**Work item**
Tally the lines of the entries below that hold the word "components", and please give only the total.
*** Opening of Information shown ***
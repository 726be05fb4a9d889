//! Leptos client-side app rendering grid-positioned graphs as SVG.

use leptos::prelude::*;
use leptos_meta::*;
use leptos_router::components::*;
use leptos_router::path;
use log::{Level, info};

pub mod components;
mod pages;

use crate::pages::home::Home;
use crate::pages::not_found::NotFound;

/// Route `log` records and panics to the browser console.
pub fn init_logging() {
	let _ = console_log::init_with_level(Level::Debug);
	console_error_panic_hook::set_once();
	info!("grid graph: console logging at debug level");
}

/// Router with the graph demo at `/` and a 404 fallback.
#[component]
pub fn App() -> impl IntoView {
	provide_meta_context();

	view! {
		<Html attr:lang="en" attr:dir="ltr" attr:data-theme="light" />

		<Title text="Grid Graph" />

		<Meta charset="UTF-8" />
		<Meta name="viewport" content="width=device-width, initial-scale=1.0" />

		<Router>
			<Routes fallback=|| view! { <NotFound /> }>
				<Route path=path!("/") view=Home />
			</Routes>
		</Router>
	}
}
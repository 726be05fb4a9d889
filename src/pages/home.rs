use leptos::prelude::*;
use log::error;

use crate::components::grid_graph::{GraphModel, GridGraph, RoutingStrategy};

const SAMPLE_GRAPH: &str = r#"{
	"nodes": [
		{"id": "A", "x": 0, "y": 0},
		{"id": "B", "x": 4, "y": 2},
		{"id": "C", "x": 0, "y": 5},
		{"id": "D", "x": 3, "y": 3},
		{"id": "E", "x": 6, "y": 0},
		{"id": "F", "x": 5, "y": 5},
		{"id": "G", "x": 2, "y": 1}
	],
	"edges": [
		{"from": "A", "to": "B"},
		{"from": "A", "to": "C"},
		{"from": "A", "to": "D"},
		{"from": "B", "to": "E"},
		{"from": "F", "to": "G"},
		{"from": "C", "to": "F"},
		{"from": "E", "to": "F"}
	]
}"#;

/// Parse the bundled sample graph. A bad sample yields an empty graph, which
/// the component reports through the error boundary.
fn sample_graph() -> GraphModel {
	GraphModel::from_json(SAMPLE_GRAPH).unwrap_or_else(|e| {
		error!("sample graph: {e}");
		GraphModel::default()
	})
}

/// Default Home Page
#[component]
pub fn Home() -> impl IntoView {
	let graph = Signal::derive(sample_graph);
	let strategy = RwSignal::new(RoutingStrategy::default());
	let clicked = RwSignal::new(None::<String>);

	let toggle = move |_| {
		strategy.update(|s| {
			*s = match s {
				RoutingStrategy::Kink => RoutingStrategy::Hook,
				RoutingStrategy::Hook => RoutingStrategy::Kink,
			}
		})
	};

	view! {
		<ErrorBoundary fallback=|errors| {
			view! {
				<div class="grid-graph-error">
					<h2>"Graph could not be rendered"</h2>
					<ul>
						{move || {
							errors
								.get()
								.into_iter()
								.map(|(_, e)| view! { <li>{e.to_string()}</li> })
								.collect_view()
						}}
					</ul>
				</div>
			}
		}>
			<div class="grid-graph-page">
				<h1>"Grid Graph"</h1>
				<p class="subtitle">
					"Routing: " {move || strategy.get().name()} " "
					<button on:click=toggle>"Switch routing"</button>
				</p>
				<GridGraph
					graph=graph
					strategy=strategy
					on_node_click=Callback::new(move |id: String| clicked.set(Some(id)))
				/>
				<p class="selection">
					{move || match clicked.get() {
						Some(id) => format!("Last clicked: {id}"),
						None => "Click a node".to_owned(),
					}}
				</p>
			</div>
		</ErrorBoundary>
	}
}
*** Close of Information shown ***
**Task output**
3